不安定脚症候群(Restless Leg Syndrome、RLS)は、睡眠時無呼吸症候群に次いで多い睡眠障害です。症状は主に夜間に悪化し、睡眠の質を著しく妨げます。ほとんどの患者は夜間に周期的な四肢運動(PLMD)を伴い、筋肉が不随意に収縮します。
バレリアン(セイヨウカノコソウ)
バレリアンはRLSの症状緩和に有効とされています。ある研究では、RLS患者37名に1日800 mgを8週間投与した結果、症状が改善し、日中の眠気も減少したと報告されています(Alternative Therapies in Health and Medicine, 2009)。
リフレクソロジー
足の「反射点」を刺激するマッサージ療法で、1970年代にNational Institute of Reflexologyが設立されました。坐骨神経は足のかかと付近に終止し、脚全体に影響するため、リフレクソロジーはRLS緩和に用いられます。
マグネシウム
マグネシウムは数百種の代謝酵素に関与し、神経伝達や筋肉のリラックスに重要です。就寝前に250 mgのマグネシウムを摂取すると、RLSの症状が軽減されることがあります。
鍼灸(はりきゅう)
鍼灸は脊椎の特定部位や坐骨神経を刺激し、脚のコントロールに関わる領域を調整します。

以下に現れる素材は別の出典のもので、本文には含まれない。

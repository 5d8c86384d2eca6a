use thiserror::Error;

/// Result type for discovery operations
pub type Result<T> = std::result::Result<T, DiscoveryError>;

/// Errors that can occur while discovering chunks
#[derive(Error, Debug)]
pub enum DiscoveryError {
    /// Source text was rejected by the JavaScript grammar
    #[error("Parse error: {0}")]
    ParseError(String),

    /// Network failure while fetching an entry script
    #[error("Fetch error: {0}")]
    FetchError(#[from] reqwest::Error),

    /// Entry script responded with a non-success status
    #[error("HTTP {status} while fetching {url}")]
    HttpStatus { status: u16, url: String },

    /// The evaluation sandbox could not be started
    #[error("Sandbox error: {0}")]
    SandboxError(String),

    /// Invalid configuration
    #[error("Invalid configuration: {0}")]
    InvalidConfig(String),

    /// Configuration file could not be decoded
    #[error("Config decode error: {0}")]
    ConfigDecode(#[from] toml::de::Error),

    /// IO error occurred
    #[error("IO error: {0}")]
    IoError(#[from] std::io::Error),

    /// Tree-sitter error
    #[error("Tree-sitter error: {0}")]
    TreeSitterError(String),
}

impl DiscoveryError {
    /// Create a parse error
    pub fn parse(msg: impl Into<String>) -> Self {
        Self::ParseError(msg.into())
    }

    /// Create a sandbox error
    pub fn sandbox(msg: impl Into<String>) -> Self {
        Self::SandboxError(msg.into())
    }

    /// Create an invalid config error
    pub fn invalid_config(msg: impl Into<String>) -> Self {
        Self::InvalidConfig(msg.into())
    }

    /// Create a tree-sitter error
    pub fn tree_sitter(msg: impl Into<String>) -> Self {
        Self::TreeSitterError(msg.into())
    }
}

/// Why a single sandboxed evaluation produced no usable value
#[derive(Error, Debug, Clone, PartialEq)]
pub enum EvaluationFailure {
    /// Fragment failed to parse or threw at runtime
    #[error("evaluation threw: {0}")]
    Thrown(String),

    /// Evaluation exceeded its wall-clock budget
    #[error("evaluation timed out after {timeout_ms}ms")]
    TimedOut { timeout_ms: u64 },

    /// The sandbox worker is gone
    #[error("sandbox unavailable")]
    SandboxUnavailable,

    /// Result was not a string
    #[error("result is {0}, not a string")]
    NonString(&'static str),

    /// String result built by concatenating `undefined`
    #[error("result {0:?} contains undefined")]
    UndefinedConcatenation(String),

    /// Empty string result
    #[error("result is an empty string")]
    Empty,

    /// Structured result could not be decoded
    #[error("malformed result: {0}")]
    Malformed(String),
}

/// Outcome of evaluating one fragment
pub type EvaluationOutcome = std::result::Result<String, EvaluationFailure>;
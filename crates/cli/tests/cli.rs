use assert_cmd::Command;
use predicates::prelude::*;
use serde_json::Value;
use std::fs;
use tempfile::tempdir;

const MANIFEST: &str = r#"self.__BUILD_MANIFEST = { "/": ["static/chunks/b.js", "static/chunks/a.js"] };"#;
const WEBPACK: &str =
    r#"var u = function (e) { return "" + {1: "chunk1", 2: "chunk2"}[e] + ".js"; };"#;

#[allow(deprecated)]
fn chunkscout() -> Command {
    Command::cargo_bin("chunkscout").expect("binary")
}

#[test]
fn prints_sorted_chunks_for_file_input() {
    let temp = tempdir().unwrap();
    let entry = temp.path().join("main.js");
    fs::write(&entry, MANIFEST).unwrap();

    chunkscout()
        .arg(&entry)
        .assert()
        .success()
        .stdout("static/chunks/a.js\nstatic/chunks/b.js\n");
}

#[test]
fn json_output_keeps_input_order() {
    let temp = tempdir().unwrap();
    let manifest = temp.path().join("manifest.js");
    let webpack = temp.path().join("webpack.js");
    fs::write(&manifest, MANIFEST).unwrap();
    fs::write(&webpack, WEBPACK).unwrap();

    let output = chunkscout()
        .arg("--json")
        .arg("--bruteforce-limit")
        .arg("10")
        .arg(&webpack)
        .arg(&manifest)
        .output()
        .expect("command run");
    assert!(output.status.success());

    let lines: Vec<Value> = String::from_utf8(output.stdout)
        .unwrap()
        .lines()
        .map(|line| serde_json::from_str(line).expect("valid json"))
        .collect();
    assert_eq!(lines.len(), 2);
    assert_eq!(lines[0]["input"], webpack.display().to_string());
    assert_eq!(lines[0]["chunks"], serde_json::json!(["chunk1.js", "chunk2.js"]));
    assert_eq!(
        lines[1]["chunks"],
        serde_json::json!(["static/chunks/a.js", "static/chunks/b.js"])
    );
}

#[test]
fn reads_stdin() {
    chunkscout()
        .arg("-")
        .write_stdin(MANIFEST)
        .assert()
        .success()
        .stdout(predicate::str::contains("static/chunks/a.js"));
}

#[test]
fn stdin_is_read_once() {
    let output = chunkscout()
        .arg("--json")
        .arg("-")
        .arg("-")
        .write_stdin(MANIFEST)
        .output()
        .expect("command run");
    assert!(output.status.success());

    let lines: Vec<Value> = String::from_utf8(output.stdout)
        .unwrap()
        .lines()
        .map(|line| serde_json::from_str(line).expect("valid json"))
        .collect();
    assert_eq!(
        lines[0]["chunks"],
        serde_json::json!(["static/chunks/a.js", "static/chunks/b.js"])
    );
    assert_eq!(lines[1]["chunks"], serde_json::json!([]));
}

#[test]
fn unparseable_input_prints_nothing() {
    chunkscout()
        .arg("-")
        .write_stdin("self.__BUILD_MANIFEST = {")
        .assert()
        .success()
        .stdout("");
}

#[test]
fn missing_file_fails() {
    let temp = tempdir().unwrap();
    chunkscout()
        .arg(temp.path().join("absent.js"))
        .assert()
        .failure()
        .stderr(predicate::str::contains("Failed to read"));
}

#[test]
fn config_file_is_applied() {
    let temp = tempdir().unwrap();
    let config = temp.path().join("chunkscout.toml");
    fs::write(&config, "bruteforce_limit = 3\n\n[sandbox]\ntimeout_ms = 500\n").unwrap();
    let entry = temp.path().join("main.js");
    fs::write(
        &entry,
        r#"var u = function (e) { return "c/" + ({9: "nine"}[e] || e) + ".js"; };"#,
    )
    .unwrap();

    chunkscout()
        .arg("--config")
        .arg(&config)
        .arg(&entry)
        .assert()
        .success()
        .stdout("c/0.js\nc/1.js\nc/2.js\nc/nine.js\n");
}

#[test]
fn invalid_config_fails() {
    let temp = tempdir().unwrap();
    let config = temp.path().join("chunkscout.toml");
    fs::write(&config, "[sandbox]\ntimeout_ms = 500\n").unwrap();

    chunkscout()
        .arg("--config")
        .arg(&config)
        .arg("-")
        .write_stdin(MANIFEST)
        .assert()
        .failure()
        .stderr(predicate::str::contains("Failed to load config"));
}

これによりRLSの不快感が和らぐと報告されています。
鉄分補給
血中鉄分が低いことはRLSの原因の一つとされています。フェリチン測定で鉄貯蔵量を確認し、必要に応じて1日200 mgを3回に分けて摂取すると、2か月以内に症状改善が期待できます。
ホメオパシー
以下のホメオパシー薬が症状別に用いられます。
- ジンクム・メタリックム(亜鉛):しびれや筋肉の痙攣を抑える。
- サルファー:脚の落ち着きのなさを感じる人に。
- カウスティクム:脚の疼痛を伴う場合に。
- アルセニカム・アルブム:脚の震えがあるときに。